▶ _About this task_:
Work out how many lines of this material hold the word "String". Write only that number.
=== The data ===
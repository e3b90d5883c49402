use thiserror::Error;

#[derive(Error, Debug)]
pub enum ConfigError {
    /// The file or environment could not be read or did not match the schema.
    #[error("Failed to load configuration: {0}")]
    LoadError(#[from] config::ConfigError),

    #[error("Invalid value for '{field}': {reason}")]
    ValidationError { field: &'static str, reason: String },
}
use thiserror::Error;

#[derive(Error, Debug, Clone, PartialEq)]
pub enum CoreError {
    #[error("Invalid input for {0}: {1}")]
    InvalidInput(String, String),

    #[error("Unknown series '{0}'")]
    UnknownSeries(String),

    #[error("Ratio for '{0}' is undefined")]
    UndefinedRatio(String),
}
===
▶ _Answer box_:
4